Working through the entries below, find how many lines include the string "static"; give only that number.

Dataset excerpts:
——————————

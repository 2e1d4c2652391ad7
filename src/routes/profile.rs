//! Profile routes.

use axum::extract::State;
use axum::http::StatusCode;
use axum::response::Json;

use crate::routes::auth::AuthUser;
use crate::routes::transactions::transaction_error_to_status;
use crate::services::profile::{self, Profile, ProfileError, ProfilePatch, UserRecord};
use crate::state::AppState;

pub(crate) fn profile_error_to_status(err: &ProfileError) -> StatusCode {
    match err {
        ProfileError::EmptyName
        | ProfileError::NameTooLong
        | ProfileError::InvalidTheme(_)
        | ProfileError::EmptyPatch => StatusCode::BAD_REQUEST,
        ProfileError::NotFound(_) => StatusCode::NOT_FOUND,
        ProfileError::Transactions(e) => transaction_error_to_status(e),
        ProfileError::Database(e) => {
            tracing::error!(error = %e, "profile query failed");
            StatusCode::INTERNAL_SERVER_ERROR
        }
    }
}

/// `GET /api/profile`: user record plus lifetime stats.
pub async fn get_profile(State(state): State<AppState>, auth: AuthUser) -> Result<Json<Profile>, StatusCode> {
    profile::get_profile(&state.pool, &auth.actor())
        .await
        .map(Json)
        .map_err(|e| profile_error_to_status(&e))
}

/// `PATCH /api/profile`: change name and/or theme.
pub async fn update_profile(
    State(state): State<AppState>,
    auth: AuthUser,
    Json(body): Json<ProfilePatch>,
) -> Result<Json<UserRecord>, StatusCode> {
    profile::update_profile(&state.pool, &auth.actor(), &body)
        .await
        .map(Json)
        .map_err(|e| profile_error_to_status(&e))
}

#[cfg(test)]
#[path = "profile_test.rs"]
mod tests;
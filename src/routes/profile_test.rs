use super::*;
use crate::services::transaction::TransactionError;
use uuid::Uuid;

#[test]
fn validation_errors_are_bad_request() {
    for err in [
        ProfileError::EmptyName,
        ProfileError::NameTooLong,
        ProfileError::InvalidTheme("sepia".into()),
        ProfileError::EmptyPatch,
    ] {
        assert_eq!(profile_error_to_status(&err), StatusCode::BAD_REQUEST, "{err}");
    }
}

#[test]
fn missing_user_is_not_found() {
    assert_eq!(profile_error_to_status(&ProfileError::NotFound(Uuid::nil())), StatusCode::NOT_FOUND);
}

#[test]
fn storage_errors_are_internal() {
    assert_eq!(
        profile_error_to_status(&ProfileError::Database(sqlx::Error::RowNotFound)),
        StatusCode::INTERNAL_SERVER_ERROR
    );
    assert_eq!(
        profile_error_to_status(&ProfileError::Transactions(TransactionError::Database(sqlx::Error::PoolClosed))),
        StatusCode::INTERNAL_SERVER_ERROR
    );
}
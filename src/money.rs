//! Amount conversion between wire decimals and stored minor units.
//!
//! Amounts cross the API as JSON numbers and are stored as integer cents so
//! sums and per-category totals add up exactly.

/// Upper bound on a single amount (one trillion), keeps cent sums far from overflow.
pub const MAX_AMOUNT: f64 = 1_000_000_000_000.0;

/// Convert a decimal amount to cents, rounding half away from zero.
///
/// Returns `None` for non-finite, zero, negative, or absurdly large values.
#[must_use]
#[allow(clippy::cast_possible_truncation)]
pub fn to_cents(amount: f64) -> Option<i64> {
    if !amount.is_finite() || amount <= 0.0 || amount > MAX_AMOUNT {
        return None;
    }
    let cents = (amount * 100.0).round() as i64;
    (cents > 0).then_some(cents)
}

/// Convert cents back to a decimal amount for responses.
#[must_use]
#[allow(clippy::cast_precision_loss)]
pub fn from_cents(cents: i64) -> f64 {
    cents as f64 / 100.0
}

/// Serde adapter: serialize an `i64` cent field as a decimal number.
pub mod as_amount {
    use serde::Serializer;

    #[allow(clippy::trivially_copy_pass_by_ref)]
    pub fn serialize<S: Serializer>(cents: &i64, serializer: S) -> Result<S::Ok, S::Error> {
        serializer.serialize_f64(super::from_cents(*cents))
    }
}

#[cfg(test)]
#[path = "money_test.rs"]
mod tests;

——————————

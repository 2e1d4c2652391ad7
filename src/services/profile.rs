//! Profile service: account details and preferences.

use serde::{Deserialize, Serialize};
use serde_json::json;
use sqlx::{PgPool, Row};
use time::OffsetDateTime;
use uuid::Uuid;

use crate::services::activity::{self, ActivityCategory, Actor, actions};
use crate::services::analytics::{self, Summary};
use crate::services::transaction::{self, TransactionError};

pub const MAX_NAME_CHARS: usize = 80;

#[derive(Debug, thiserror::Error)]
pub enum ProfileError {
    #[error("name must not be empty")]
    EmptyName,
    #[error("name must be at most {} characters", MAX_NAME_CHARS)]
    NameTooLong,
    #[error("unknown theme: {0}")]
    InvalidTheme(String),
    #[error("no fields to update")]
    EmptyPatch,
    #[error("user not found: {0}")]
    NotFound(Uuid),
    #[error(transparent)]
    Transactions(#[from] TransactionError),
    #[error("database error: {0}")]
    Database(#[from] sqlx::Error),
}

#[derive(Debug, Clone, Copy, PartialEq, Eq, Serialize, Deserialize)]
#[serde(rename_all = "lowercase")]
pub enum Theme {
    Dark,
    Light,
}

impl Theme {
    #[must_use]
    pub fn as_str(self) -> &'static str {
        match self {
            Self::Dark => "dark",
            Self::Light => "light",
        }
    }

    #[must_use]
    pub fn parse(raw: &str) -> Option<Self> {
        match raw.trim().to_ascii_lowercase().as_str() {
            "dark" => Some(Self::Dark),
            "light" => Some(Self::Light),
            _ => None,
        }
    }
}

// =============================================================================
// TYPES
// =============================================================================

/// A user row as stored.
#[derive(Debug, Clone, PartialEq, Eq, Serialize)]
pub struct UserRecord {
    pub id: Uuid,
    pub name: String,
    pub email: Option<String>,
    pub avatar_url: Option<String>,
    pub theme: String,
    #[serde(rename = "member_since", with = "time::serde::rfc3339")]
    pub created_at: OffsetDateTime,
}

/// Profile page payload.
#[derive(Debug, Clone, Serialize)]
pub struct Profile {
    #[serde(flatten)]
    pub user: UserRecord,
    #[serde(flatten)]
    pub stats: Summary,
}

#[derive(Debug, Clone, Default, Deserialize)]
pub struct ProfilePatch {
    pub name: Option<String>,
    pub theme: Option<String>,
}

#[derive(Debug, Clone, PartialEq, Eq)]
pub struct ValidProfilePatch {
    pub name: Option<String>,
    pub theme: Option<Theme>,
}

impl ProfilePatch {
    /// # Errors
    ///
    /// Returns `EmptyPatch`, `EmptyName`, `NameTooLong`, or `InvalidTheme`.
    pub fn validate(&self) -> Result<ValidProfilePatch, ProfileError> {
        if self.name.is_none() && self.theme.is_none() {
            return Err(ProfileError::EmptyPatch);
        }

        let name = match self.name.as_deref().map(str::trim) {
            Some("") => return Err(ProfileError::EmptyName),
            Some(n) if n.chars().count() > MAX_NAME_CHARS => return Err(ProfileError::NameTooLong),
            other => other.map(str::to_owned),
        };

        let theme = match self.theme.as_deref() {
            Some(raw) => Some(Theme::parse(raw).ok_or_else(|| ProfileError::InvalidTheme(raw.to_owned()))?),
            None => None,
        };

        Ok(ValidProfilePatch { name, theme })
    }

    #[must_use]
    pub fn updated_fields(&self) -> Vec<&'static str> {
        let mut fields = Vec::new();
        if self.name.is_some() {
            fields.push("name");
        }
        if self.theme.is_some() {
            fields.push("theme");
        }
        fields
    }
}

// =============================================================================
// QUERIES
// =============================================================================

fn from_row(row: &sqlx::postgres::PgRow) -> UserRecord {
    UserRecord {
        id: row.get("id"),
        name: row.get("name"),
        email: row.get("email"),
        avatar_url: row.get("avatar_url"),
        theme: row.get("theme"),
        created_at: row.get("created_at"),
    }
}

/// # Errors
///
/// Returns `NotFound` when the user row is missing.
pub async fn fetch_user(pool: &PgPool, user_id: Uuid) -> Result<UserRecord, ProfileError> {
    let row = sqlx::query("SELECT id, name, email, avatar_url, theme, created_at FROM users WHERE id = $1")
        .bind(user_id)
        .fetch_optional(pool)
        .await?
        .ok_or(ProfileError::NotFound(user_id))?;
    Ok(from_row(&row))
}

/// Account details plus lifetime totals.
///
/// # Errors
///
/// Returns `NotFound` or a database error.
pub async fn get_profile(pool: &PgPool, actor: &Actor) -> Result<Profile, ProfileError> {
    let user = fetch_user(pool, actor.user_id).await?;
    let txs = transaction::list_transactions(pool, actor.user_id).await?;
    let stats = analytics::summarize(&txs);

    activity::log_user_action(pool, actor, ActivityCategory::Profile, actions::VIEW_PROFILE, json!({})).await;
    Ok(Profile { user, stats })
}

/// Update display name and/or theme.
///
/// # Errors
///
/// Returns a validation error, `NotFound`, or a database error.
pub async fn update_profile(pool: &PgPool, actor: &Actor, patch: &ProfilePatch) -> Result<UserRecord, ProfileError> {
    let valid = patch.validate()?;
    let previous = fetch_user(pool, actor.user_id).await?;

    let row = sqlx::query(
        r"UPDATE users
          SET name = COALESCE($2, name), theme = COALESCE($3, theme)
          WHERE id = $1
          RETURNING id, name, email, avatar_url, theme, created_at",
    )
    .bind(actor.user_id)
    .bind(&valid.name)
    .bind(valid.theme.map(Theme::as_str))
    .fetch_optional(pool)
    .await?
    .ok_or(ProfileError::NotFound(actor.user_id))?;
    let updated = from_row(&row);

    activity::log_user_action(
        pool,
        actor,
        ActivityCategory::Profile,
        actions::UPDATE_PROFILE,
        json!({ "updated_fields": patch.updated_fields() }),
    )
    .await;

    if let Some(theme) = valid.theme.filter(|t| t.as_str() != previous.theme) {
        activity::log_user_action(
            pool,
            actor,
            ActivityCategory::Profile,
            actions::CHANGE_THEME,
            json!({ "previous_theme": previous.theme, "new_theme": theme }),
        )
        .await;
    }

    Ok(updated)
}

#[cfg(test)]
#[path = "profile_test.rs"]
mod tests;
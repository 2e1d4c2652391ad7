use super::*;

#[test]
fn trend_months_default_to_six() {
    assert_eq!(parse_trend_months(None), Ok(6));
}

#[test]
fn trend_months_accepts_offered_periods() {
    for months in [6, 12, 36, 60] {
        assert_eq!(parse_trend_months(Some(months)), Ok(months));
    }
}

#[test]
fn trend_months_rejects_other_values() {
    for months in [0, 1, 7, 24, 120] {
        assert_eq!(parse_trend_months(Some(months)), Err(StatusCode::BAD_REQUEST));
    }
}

——————————

● Exercise answer
2